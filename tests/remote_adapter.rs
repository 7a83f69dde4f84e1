use std::collections::{HashMap, HashSet};
use std::sync::atomic::{AtomicUsize, Ordering};
use std::sync::{Arc, Mutex};

use assert_matches::assert_matches;
use async_trait::async_trait;
use serde_json::{Value, json};
use sheetbridge::adapters::remote::{
    RemoteDocument, RemoteSheetAdapter, RemoteSheetProperties, RemoteWriteOptions, SheetsService,
};
use sheetbridge::error::{EngineError, Result};
use sheetbridge::{CellValue, SheetMetadata};

mod support;

#[derive(Default)]
struct FakeState {
    document: RemoteDocument,
    values: HashMap<String, Vec<Vec<Value>>>,
    failing: HashSet<String>,
    updates: Vec<(String, Vec<Vec<Value>>)>,
    cleared: Vec<String>,
    frozen: Vec<(usize, u32, u32)>,
    created: Option<(String, Vec<RemoteSheetProperties>)>,
    shared: Vec<(String, Vec<String>)>,
}

#[derive(Default)]
struct FakeService {
    state: Mutex<FakeState>,
}

impl FakeService {
    fn with_state<F: FnOnce(&mut FakeState)>(f: F) -> Arc<Self> {
        let service = Self::default();
        f(&mut service.state.lock().unwrap());
        Arc::new(service)
    }

    fn sheet(title: &str) -> RemoteSheetProperties {
        RemoteSheetProperties {
            title: title.to_string(),
            row_count: 100,
            column_count: 26,
            frozen_rows: None,
            frozen_columns: None,
        }
    }
}

#[async_trait]
impl SheetsService for FakeService {
    async fn document_metadata(&self, _document_id: &str) -> Result<RemoteDocument> {
        Ok(self.state.lock().unwrap().document.clone())
    }

    async fn get_values(&self, document_id: &str, range: &str) -> Result<Vec<Vec<Value>>> {
        let state = self.state.lock().unwrap();
        if state.failing.contains(range) {
            return Err(EngineError::remote(document_id, "backend rejected range"));
        }
        Ok(state.values.get(range).cloned().unwrap_or_default())
    }

    async fn update_values(
        &self,
        _document_id: &str,
        range: &str,
        values: Vec<Vec<Value>>,
    ) -> Result<()> {
        self.state
            .lock()
            .unwrap()
            .updates
            .push((range.to_string(), values));
        Ok(())
    }

    async fn clear_values(&self, _document_id: &str, range: &str) -> Result<()> {
        self.state.lock().unwrap().cleared.push(range.to_string());
        Ok(())
    }

    async fn set_frozen(
        &self,
        _document_id: &str,
        sheet_index: usize,
        frozen_rows: u32,
        frozen_columns: u32,
    ) -> Result<()> {
        self.state
            .lock()
            .unwrap()
            .frozen
            .push((sheet_index, frozen_rows, frozen_columns));
        Ok(())
    }

    async fn create_document(
        &self,
        title: &str,
        sheets: Vec<RemoteSheetProperties>,
    ) -> Result<String> {
        self.state.lock().unwrap().created = Some((title.to_string(), sheets));
        Ok("doc-created".to_string())
    }

    async fn share(&self, document_id: &str, identities: &[String]) -> Result<()> {
        self.state
            .lock()
            .unwrap()
            .shared
            .push((document_id.to_string(), identities.to_vec()));
        Ok(())
    }
}

#[tokio::test]
async fn reads_a_document_into_typed_sheets() {
    let service = FakeService::with_state(|state| {
        state.document = RemoteDocument {
            title: Some("Vocabulary".into()),
            sheets: vec![RemoteSheetProperties {
                frozen_rows: Some(1),
                ..FakeService::sheet("terms")
            }],
        };
        state.values.insert(
            "terms".into(),
            vec![
                vec![json!("id"), json!("count"), json!("added")],
                vec![json!("t1"), json!(3), json!("2024-11-01")],
            ],
        );
    });
    let adapter = RemoteSheetAdapter::new(service);

    let workbook = adapter.read("doc-1", None).await.expect("read document");

    assert_eq!(
        workbook.metadata.as_ref().and_then(|m| m.title.as_deref()),
        Some("Vocabulary")
    );
    let sheet = &workbook.sheets[0];
    assert_eq!(
        sheet.headers.as_deref(),
        Some(&["id".to_string(), "count".to_string(), "added".to_string()][..])
    );
    assert_eq!(sheet.rows[0]["count"], CellValue::Number(3.0));
    assert_eq!(sheet.rows[0]["added"], support::date(2024, 11, 1));
    assert_eq!(
        sheet.metadata.as_ref().and_then(|m| m.frozen_rows),
        Some(1)
    );
}

#[tokio::test]
async fn a_failing_sheet_becomes_empty_without_failing_the_read() {
    let service = FakeService::with_state(|state| {
        state.document.sheets = vec![
            FakeService::sheet("good"),
            FakeService::sheet("broken"),
            FakeService::sheet("also_good"),
        ];
        let grid = vec![vec![json!("a")], vec![json!(1)]];
        state.values.insert("good".into(), grid.clone());
        state.values.insert("also_good".into(), grid);
        state.failing.insert("broken".into());
    });
    let adapter = RemoteSheetAdapter::new(service);

    let workbook = adapter.read("doc-1", None).await.expect("read document");

    assert_eq!(workbook.sheets.len(), 3);
    assert_eq!(workbook.sheets[0].rows.len(), 1);
    assert!(workbook.sheets[1].is_empty());
    assert_eq!(workbook.sheets[1].name, "broken");
    assert_eq!(workbook.sheets[2].rows.len(), 1);
}

#[tokio::test]
async fn explicit_ranges_override_sheet_titles() {
    let service = FakeService::with_state(|state| {
        state.document.sheets = vec![FakeService::sheet("terms")];
        state.values.insert(
            "terms!A1:B2".into(),
            vec![vec![json!("id")], vec![json!("t1")]],
        );
    });
    let adapter = RemoteSheetAdapter::new(service);

    let ranges = vec!["terms!A1:B2".to_string()];
    let workbook = adapter
        .read("doc-1", Some(&ranges))
        .await
        .expect("read document");

    assert_eq!(workbook.sheets[0].rows.len(), 1);
    assert_eq!(workbook.sheets[0].rows[0]["id"], CellValue::Text("t1".into()));
}

#[tokio::test]
async fn writing_pushes_values_and_freezes_panes() {
    let service = FakeService::with_state(|state| {
        state.document.sheets = vec![FakeService::sheet("stale")];
    });
    let adapter = RemoteSheetAdapter::new(service.clone());

    let mut workbook = support::terms_workbook();
    workbook.sheets[0].metadata = Some(SheetMetadata {
        frozen_rows: Some(1),
        frozen_columns: None,
        column_widths: Vec::new(),
    });
    let options = RemoteWriteOptions {
        clear_existing: true,
        share_with: Vec::new(),
    };
    adapter
        .write(&workbook, "doc-1", &options)
        .await
        .expect("write document");

    let state = service.state.lock().unwrap();
    assert_eq!(state.cleared, vec!["stale".to_string()]);
    assert_eq!(state.frozen, vec![(0, 1, 0)]);
    let (range, values) = &state.updates[0];
    assert_eq!(range, "terms!A1");
    // Header row plus two data rows, dates rendered as ISO strings.
    assert_eq!(values.len(), 3);
    assert_eq!(values[0][0], json!("id"));
    assert_eq!(values[1][4], json!("2024-11-01"));
    assert_eq!(values[2][4], json!(""));
}

#[tokio::test]
async fn sharing_goes_through_the_service_capability() {
    let service = Arc::new(FakeService::default());
    let adapter = RemoteSheetAdapter::new(service.clone());

    let options = RemoteWriteOptions {
        clear_existing: false,
        share_with: vec!["a@example.org".into(), "b@example.org".into()],
    };
    adapter
        .write(&support::terms_workbook(), "doc-1", &options)
        .await
        .expect("write document");

    let state = service.state.lock().unwrap();
    assert_eq!(
        state.shared,
        vec![(
            "doc-1".to_string(),
            vec!["a@example.org".to_string(), "b@example.org".to_string()],
        )]
    );
}

#[tokio::test]
async fn unsupported_sharing_degrades_to_a_manual_step() {
    // A client that never implements the share capability keeps the
    // trait's default; the write itself must still succeed.
    struct MinimalService;

    #[async_trait]
    impl SheetsService for MinimalService {
        async fn document_metadata(&self, _document_id: &str) -> Result<RemoteDocument> {
            Ok(RemoteDocument::default())
        }

        async fn get_values(&self, _document_id: &str, _range: &str) -> Result<Vec<Vec<Value>>> {
            Ok(Vec::new())
        }

        async fn update_values(
            &self,
            _document_id: &str,
            _range: &str,
            _values: Vec<Vec<Value>>,
        ) -> Result<()> {
            Ok(())
        }

        async fn clear_values(&self, _document_id: &str, _range: &str) -> Result<()> {
            Ok(())
        }

        async fn set_frozen(
            &self,
            _document_id: &str,
            _sheet_index: usize,
            _frozen_rows: u32,
            _frozen_columns: u32,
        ) -> Result<()> {
            Ok(())
        }

        async fn create_document(
            &self,
            _title: &str,
            _sheets: Vec<RemoteSheetProperties>,
        ) -> Result<String> {
            Ok("doc-minimal".to_string())
        }
    }

    let adapter = RemoteSheetAdapter::new(Arc::new(MinimalService));
    let options = RemoteWriteOptions {
        clear_existing: false,
        share_with: vec!["a@example.org".into()],
    };
    adapter
        .write(&support::terms_workbook(), "doc-1", &options)
        .await
        .expect("write succeeds without the share capability");
}

#[tokio::test]
async fn create_sizes_the_grid_from_the_workbook() {
    let service = Arc::new(FakeService::default());
    let adapter = RemoteSheetAdapter::new(service.clone());

    let workbook = support::terms_workbook();
    let document_id = adapter
        .create("New Vocabulary", Some(&workbook))
        .await
        .expect("create document");

    assert_eq!(document_id, "doc-created");
    let state = service.state.lock().unwrap();
    let (title, sheets) = state.created.as_ref().expect("create recorded");
    assert_eq!(title, "New Vocabulary");
    assert_eq!(sheets[0].title, "terms");
    // Two data rows plus the header row.
    assert_eq!(sheets[0].row_count, 3);
    assert_eq!(sheets[0].column_count, 5);
    // The new document is populated as part of creation.
    assert_eq!(state.updates.len(), 1);
}

#[tokio::test]
async fn the_service_factory_runs_once_on_first_use() {
    let calls = Arc::new(AtomicUsize::new(0));
    let counter = calls.clone();
    let adapter = RemoteSheetAdapter::with_factory(move || {
        counter.fetch_add(1, Ordering::SeqCst);
        Ok(Arc::new(FakeService::default()) as Arc<dyn SheetsService>)
    });
    assert_eq!(calls.load(Ordering::SeqCst), 0);

    adapter.read("doc-1", None).await.expect("first read");
    adapter.read("doc-1", None).await.expect("second read");
    assert_eq!(calls.load(Ordering::SeqCst), 1);
}

#[tokio::test]
async fn a_failing_factory_surfaces_as_remote_unavailable() {
    let adapter = RemoteSheetAdapter::with_factory(|| {
        Err(EngineError::RemoteUnavailable("no credentials".into()))
    });
    let err = adapter.read("doc-1", None).await.expect_err("read should fail");
    assert_matches!(err, EngineError::RemoteUnavailable(_));
}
•••••
• **Your instructions**
Check each line of the data above for the word "HashSet" and copy the ones where it is found.

• **Solution to the exercise**
use std::collections::{HashMap, HashSet};
    failing: HashSet<String>,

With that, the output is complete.